One of the most satisfying experiences in training or education, no matter what the subject, is the so-called "Aha!" moment, that instant when sudden, spontaneous insight cuts through the tangle of loose ends in a learner's mind to reveal a,memorable truth.

Having spent nearly 40 years designing experiential simulations, I believe simulations are the most likely teaching method to create those "Aha!" moments. In a simulation called "StarPower," the moment occurs when trainees, who might be police officers or corporate managers, unexpectedly realize that the only way to keep power over others is not to use it. In "BaFa' BaFa’," the moment comes when trainees suddenly grasp the idea that good intentions can actually worsen cultural misunderstandings. In a team-building simulation called "Pumping the Colors," it happens when trainees abruptly comprehend that the rules a team operates under are actually the team's responsibility.

When combined with other unique strengths of simulations-their ability to simplify systems, to demonstrate other people's perspectives, to develop "battlefront" skills in safety, and to solve problems from the inside out – these eye-opening moments can endow trainees with a vivid, often deeply personal understanding of even the most abstract training concepts.

Simulations, however, are widely misunderstood. The most experienced trainers, called upon to design a simulation, often create a workaday version of the board game "Monopoly." These are sometimes successful as play, but rarely effective as training.

Here are 10 secrets for creating successful training simulations. They represent lessons learned from my own hard-fought struggles to understand the elusive, often perverse human dynamics at work in simulation training. Taken in sequence, they can supply relatively safe passage through the tricky terrain of simulation design.

1. Don't Confuse Replication with Simulation

The temptation in designing a simulation is to make a small scale replica of some full-blown reality. It seems logical that the closer the simulation comes to reality, the more valid and memorable the experience will be. If you're designing a flight simulator for airline pilots, this may be so. But in "soft skills" training, the opposite is usually true. The job of the designer is to look past the details to the essence of reality.

Two Navy projects taught me that lesson. A sailor on shore leave in Athens, after buying a memento in a bazaar, discovered a shipmate had bought the same memento from the same merchant for a lot less money. Unaware of the Greek custom of bargaining, the sailor returned to the bazaar and flattened the hapless merchant.

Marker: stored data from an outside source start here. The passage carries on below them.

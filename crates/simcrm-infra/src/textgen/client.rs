//! HttpTextClient -- concrete [`TextGenerator`] implementation for a
//! chat-completions style text service.
//!
//! The engine asks for JSON content and parses it itself; this client only
//! moves the prompt out and the first choice's text back. The API key is
//! wrapped in [`secrecy::SecretString`] and never logged.

use std::time::Duration;

use secrecy::{ExposeSecret, SecretString};
use serde::{Deserialize, Serialize};

use simcrm_core::textgen::TextGenerator;
use simcrm_types::error::TextGenError;

#[derive(Debug, Serialize)]
struct ChatRequest<'a> {
    model: &'a str,
    messages: Vec<ChatMessage<'a>>,
    temperature: f64,
}

#[derive(Debug, Serialize)]
struct ChatMessage<'a> {
    role: &'a str,
    content: &'a str,
}

#[derive(Debug, Deserialize)]
struct ChatResponse {
    choices: Vec<ChatChoice>,
}

#[derive(Debug, Deserialize)]
struct ChatChoice {
    message: ChatResponseMessage,
}

#[derive(Debug, Deserialize)]
struct ChatResponseMessage {
    content: String,
}

/// HTTP client for the generative text service.
pub struct HttpTextClient {
    client: reqwest::Client,
    base_url: String,
    api_key: SecretString,
    model: String,
}

impl HttpTextClient {
    pub fn new(base_url: impl Into<String>, api_key: SecretString, model: impl Into<String>) -> Self {
        let client = reqwest::Client::builder()
            .timeout(Duration::from_secs(120))
            .build()
            .expect("failed to create reqwest client");
        Self {
            client,
            base_url: base_url.into(),
            api_key,
            model: model.into(),
        }
    }

    pub fn model(&self) -> &str {
        &self.model
    }
}

/// Map an HTTP status onto the engine's text-service error classes.
pub(crate) fn classify_status(status: u16, retry_after_secs: Option<u64>, body: &str) -> TextGenError {
    if status == 429 {
        return TextGenError::RateLimited {
            retry_after_ms: retry_after_secs.map(|s| s * 1000),
        };
    }
    if status >= 500 {
        return TextGenError::Transient(format!("text service returned {status}: {body}"));
    }
    TextGenError::Permanent(format!("text service returned {status}: {body}"))
}

impl TextGenerator for HttpTextClient {
    async fn generate(&self, prompt: &str) -> Result<String, TextGenError> {
        let url = format!(
            "{}/v1/chat/completions",
            self.base_url.trim_end_matches('/')
        );
        let body = ChatRequest {
            model: &self.model,
            messages: vec![ChatMessage {
                role: "user",
                content: prompt,
            }],
            // Deterministic-as-possible output; reproducibility also rides
            // on the seed instruction embedded in the prompt.
            temperature: 0.0,
        };

        let response = self
            .client
            .post(&url)
            .bearer_auth(self.api_key.expose_secret())
            .header("content-type", "application/json")
            .json(&body)
            .send()
            .await
            .map_err(|e| TextGenError::Transient(format!("text service request failed: {e}")))?;

        let status = response.status();
        if !status.is_success() {
            let retry_after_secs = response
                .headers()
                .get("retry-after")
                .and_then(|value| value.to_str().ok())
                .and_then(|value| value.parse::<u64>().ok());
            return Err(classify_status(
                status.as_u16(),
                retry_after_secs,
                status.canonical_reason().unwrap_or(""),
            ));
        }

        let parsed: ChatResponse = response
            .json()
            .await
            .map_err(|e| TextGenError::Permanent(format!("malformed completion response: {e}")))?;
        parsed
            .choices
            .into_iter()
            .next()
            .map(|choice| choice.message.content)
            .ok_or_else(|| TextGenError::Permanent("completion had no choices".to_string()))
    }
}

// ---------------------------------------------------------------------------
// Tests
// ---------------------------------------------------------------------------
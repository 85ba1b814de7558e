//! Wire types for the external CRM-style API.
//!
//! Plain serde structs mirroring the shapes the HTTP client sends and
//! receives: record payloads, exact-match search, property (field schema)
//! definitions, and association requests.

use serde::{Deserialize, Serialize};
use serde_json::Value;

// ---------------------------------------------------------------------------
// Records
// ---------------------------------------------------------------------------

/// A record as returned by the CRM.
#[derive(Debug, Clone, Serialize, Deserialize)]
pub struct CrmRecord {
    /// The CRM-assigned id.
    pub id: String,
    /// Normalized field name -> value.
    pub properties: serde_json::Map<String, Value>,
}

/// Payload for creating or updating a record.
#[derive(Debug, Clone, Serialize, Deserialize)]
pub struct RecordPayload {
    /// Normalized field name -> value.
    pub properties: serde_json::Map<String, Value>,
}

// ---------------------------------------------------------------------------
// Search
// ---------------------------------------------------------------------------

/// Exact-match search over one property.
#[derive(Debug, Clone, Serialize, Deserialize)]
pub struct SearchQuery {
    /// Normalized property name to match on.
    pub property: String,
    /// Exact value to match.
    pub value: String,
    /// Maximum number of hits to return.
    #[serde(default = "default_search_limit")]
    pub limit: u32,
}

fn default_search_limit() -> u32 {
    10
}

impl SearchQuery {
    pub fn exact(property: impl Into<String>, value: impl Into<String>) -> Self {
        Self {
            property: property.into(),
            value: value.into(),
            limit: default_search_limit(),
        }
    }
}

// ---------------------------------------------------------------------------
// Property definitions
// ---------------------------------------------------------------------------

/// External schema type of a CRM property.
#[derive(Debug, Clone, Copy, PartialEq, Eq, Hash, Serialize, Deserialize)]
#[serde(rename_all = "snake_case")]
pub enum PropertyType {
    Bool,
    Date,
    Number,
    Enumeration,
    MultiEnumeration,
    String,
}

impl PropertyType {
    pub fn as_str(&self) -> &'static str {
        match self {
            PropertyType::Bool => "bool",
            PropertyType::Date => "date",
            PropertyType::Number => "number",
            PropertyType::Enumeration => "enumeration",
            PropertyType::MultiEnumeration => "multi_enumeration",
            PropertyType::String => "string",
        }
    }
}

/// Definition of a property on a CRM record type.
#[derive(Debug, Clone, Serialize, Deserialize)]
pub struct PropertyDefinition {
    /// Normalized (canonical) property name.
    pub name: String,
    /// Schema type.
    pub property_type: PropertyType,
    /// Valid option values for enumerated properties.
    #[serde(default, skip_serializing_if = "Vec::is_empty")]
    pub options: Vec<String>,
}

// ---------------------------------------------------------------------------
// Pipelines
// ---------------------------------------------------------------------------

/// A deal pipeline with its ordered stages, fetched from the CRM so that
/// generated content only references identifiers that actually exist.
#[derive(Debug, Clone, Serialize, Deserialize)]
pub struct Pipeline {
    pub id: String,
    pub label: String,
    pub stages: Vec<PipelineStage>,
}

/// One stage within a pipeline.
#[derive(Debug, Clone, Serialize, Deserialize)]
pub struct PipelineStage {
    pub id: String,
    pub label: String,
}

// ---------------------------------------------------------------------------
// Associations
// ---------------------------------------------------------------------------

/// Request to associate two existing records.
#[derive(Debug, Clone, Serialize, Deserialize)]
pub struct AssociationRequest {
    pub source_type: String,
    pub source_id: String,
    pub target_type: String,
    pub target_id: String,
    /// CRM association type identifier supplied by the compatibility table.
    pub association_type: String,
}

The Navy asked me to devise a simulation that would teach sailors to respect-and expect-unfamiliar customs and relationships in foreign cultures. Since the Greek culture was only one of many the sailors would encounter, my associates and I created a simulation that postulated two abstract cultures defined in broad strokes: One was patriarchal and relationship-driven, the other individualistic and task-oriented. In neither culture did we attempt to simulate language, religion or attitudes toward time, work, leisure or whatever.

Trainees were divided into two groups. Each learned the rules of its own culture. Then representatives from one culture had to visit the other and attempt to function. Despite my initial fears that the simulation might be too abstract, it was an immediate hit. By concentrating on the essence of the cross-cultural experience rather than the details –the simulation had a powerful “aha” effect on many of the participants. "Bafa Bafa" has since been used extensively by thousands of schools, corporations and government agencies.

The next effort was an abysmal failure because we got caught in the replication trap. The Navy asked us to design a simulation to help newly arrived American sailors learn to live in Japan. One objective was to show trainees how complex a foreign culture can appear when you don't understand the language, so we replicated the Japanese experience in considerable detail. We set the exercise in a model of a Japanese railroad station and hired Japanese speaking housewives to staff shops and ticket windows. The sailors were to face a series of real-life quandaries: asking directions, ordering train tickets, buying gifts and so forth.

When the simulation got under way, however, all this authenticity quickly buried our good intentions. The trainees were lost in detail. We had exaggerated the problem and overwhelmed the point of it all. The simulation collapsed of its own weight.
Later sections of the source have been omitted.